◆ SUPPLIED ENTRIES ◆
——————————

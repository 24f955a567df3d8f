// src/ingest/types.rs
use anyhow::Result;
use serde::Serialize;

/// Shape of a configured source: structured feed or scraped HTML page.
#[derive(Debug, Clone, Copy, PartialEq, Eq, Serialize)]
#[serde(rename_all = "lowercase")]
pub enum SourceKind {
    Feed,
    Page,
}

impl SourceKind {
    pub fn as_str(self) -> &'static str {
        match self {
            SourceKind::Feed => "feed",
            SourceKind::Page => "page",
        }
    }
}

/// A regulator endpoint. Built from validated config only.
#[derive(Debug, Clone, PartialEq, Eq)]
pub struct Source {
    pub name: String,
    pub url: String,
    pub kind: SourceKind,
}

/// One entry as exposed by the feed parser; every field may be missing.
#[derive(Debug, Clone, Default, PartialEq, Eq)]
pub struct RawEntry {
    pub title: Option<String>,
    pub summary: Option<String>,
    pub link: Option<String>,
    pub published: Option<String>,
    pub updated: Option<String>,
}

/// A relevance-matched announcement. Constructed by `ingest::normalize` only.
#[derive(Debug, Clone, PartialEq, Eq, Serialize)]
pub struct Item {
    regulator: String,
    title: String,
    link: String,
    published: Option<String>,
    summary: String,
}

impl Item {
    pub(crate) fn new(
        regulator: &str,
        title: String,
        link: String,
        published: Option<String>,
        summary: String,
    ) -> Self {
        debug_assert!(!regulator.is_empty(), "regulator must be non-empty");
        Self {
            regulator: regulator.to_string(),
            title,
            link,
            published,
            summary,
        }
    }

    pub fn regulator(&self) -> &str {
        &self.regulator
    }

    pub fn title(&self) -> &str {
        &self.title
    }

    pub fn link(&self) -> &str {
        &self.link
    }

    pub fn published(&self) -> Option<&str> {
        self.published.as_deref()
    }

    pub fn summary(&self) -> &str {
        &self.summary
    }

    /// `regulator|title`, the input of near-duplicate comparison.
    pub fn similarity_key(&self) -> String {
        format!("{}|{}", self.regulator, self.title)
    }
}

/// Why a source contributed nothing to this run.
#[derive(Debug, thiserror::Error)]
pub enum SourceError {
    #[error("fetch failed: {0:#}")]
    Fetch(anyhow::Error),
    #[error("parse failed: {0:#}")]
    Parse(anyhow::Error),
}

impl SourceError {
    pub fn kind(&self) -> &'static str {
        match self {
            SourceError::Fetch(_) => "fetch",
            SourceError::Parse(_) => "parse",
        }
    }
}

/// Result of processing a single source.
#[derive(Debug)]
pub struct SourceOutcome {
    pub source: Source,
    pub result: std::result::Result<Vec<Item>, SourceError>,
}

#[async_trait::async_trait]
pub trait Fetcher: Send + Sync {
    /// Return the body at `url` as text. Non-2xx responses are errors.
    async fn fetch(&self, url: &str) -> Result<String>;
}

——————————

Set down only the lines above that fall between the line holding "scraped HTML page." and the line holding "A relevance-matched announcement.", inclusive, keeping each exact.

◆ ANSWER FOR THE TASK ◆
/// Shape of a configured source: structured feed or scraped HTML page.
#[derive(Debug, Clone, Copy, PartialEq, Eq, Serialize)]
#[serde(rename_all = "lowercase")]
pub enum SourceKind {
    Feed,
    Page,
}

impl SourceKind {
    pub fn as_str(self) -> &'static str {
        match self {
            SourceKind::Feed => "feed",
            SourceKind::Page => "page",
        }
    }
}

/// A regulator endpoint. Built from validated config only.
#[derive(Debug, Clone, PartialEq, Eq)]
pub struct Source {
    pub name: String,
    pub url: String,
    pub kind: SourceKind,
}

/// One entry as exposed by the feed parser; every field may be missing.
#[derive(Debug, Clone, Default, PartialEq, Eq)]
pub struct RawEntry {
    pub title: Option<String>,
    pub summary: Option<String>,
    pub link: Option<String>,
    pub published: Option<String>,
    pub updated: Option<String>,
}

/// A relevance-matched announcement. Constructed by `ingest::normalize` only.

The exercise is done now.